====== ENTRIES SHOWN

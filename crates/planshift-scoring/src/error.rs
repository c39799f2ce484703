//! Error types for the score accumulator.

use thiserror::Error;

use crate::holder::MatchContext;

/// Contract violations between the constraint-evaluation layer and the
/// score holder.
///
/// These indicate that the evaluation layer and the declared score layout
/// have diverged; they must fail fast rather than be swallowed.
#[derive(Debug, Clone, PartialEq, Eq, Error)]
pub enum HolderError {
    /// A level index outside the configured level count.
    #[error("score level index {index} out of range for {level_count} levels")]
    LevelIndexOutOfRange { index: usize, level_count: usize },

    /// A second constraint match was registered for a context whose first
    /// match has not been retracted.
    #[error("evaluation context {context:?} already has a registered undo action")]
    DoubleRegistration { context: MatchContext },

    /// An undo for a context with no live registration (including a
    /// second undo for the same match).
    #[error("evaluation context {context:?} has no registered undo action")]
    UnknownContext { context: MatchContext },

    /// An integer level magnitude overflowed instead of silently wrapping.
    #[error("arithmetic overflow at score level {level_index}")]
    ArithmeticOverflow { level_index: usize },
}
//! Per-run solver state.

mod solver;

pub use solver::{BestSnapshot, SolverScope};

#[cfg(test)]
mod tests;
//! Score types for representing solution quality
//!
//! A score is an ordered sequence of levels, hard levels before soft
//! levels, plus a special init level counting unassigned entities. Scores
//! are immutable; arithmetic returns new instances. All score flavors
//! (simple, hard/soft, bendable, decimal) are level-layout instantiations
//! of the one generic [`Score`] type.

mod generic;
mod value;

#[cfg(test)]
mod tests;

pub use generic::{Score, ScoreParseError};
pub use value::ScoreValue;

/// Semantic kind of a score level.
#[derive(Debug, Clone, Copy, PartialEq, Eq, Hash)]
pub enum LevelKind {
    /// Hard constraints - must be satisfied for feasibility.
    Hard,
    /// Soft constraints - optimization objectives, compared only after
    /// all hard levels are equal.
    Soft,
}

/// Single-level integer score (no hard levels).
///
/// Flavor aliases name a conventional level layout of the one generic
/// [`Score`] type; the layout is runtime data, not a distinct type, so
/// the compiler does not keep flavors apart. Use the matching
/// constructor ([`Score::simple`] here) and [`Score::compare`] surfaces
/// any layout mismatch at runtime.
pub type SimpleScore = Score<i64>;

/// Two-level integer score: one hard level, one soft level.
///
/// A layout alias, not a distinct type; see [`SimpleScore`]. Construct
/// with [`Score::hard_soft`].
pub type HardSoftScore = Score<i64>;

/// Integer score with a runtime-configured number of hard and soft levels.
///
/// A layout alias, not a distinct type; see [`SimpleScore`]. Construct
/// with [`Score::bendable`].
pub type BendableScore = Score<i64>;

/// Single-level exact-decimal score.
///
/// A layout alias, not a distinct type; see [`SimpleScore`].
#[cfg(feature = "decimal")]
pub type SimpleDecimalScore = Score<rust_decimal::Decimal>;

/// Exact-decimal score with runtime-configured hard and soft levels.
///
/// A layout alias, not a distinct type; see [`SimpleScore`].
#[cfg(feature = "decimal")]
pub type BendableDecimalScore = Score<rust_decimal::Decimal>;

============

◆ **WHAT TO WORK ON**
Out of the data above, return each line where the word "layer" can be found.

◆ **ANSWER BELOW**
/// Contract violations between the constraint-evaluation layer and the
/// These indicate that the evaluation layer and the declared score layout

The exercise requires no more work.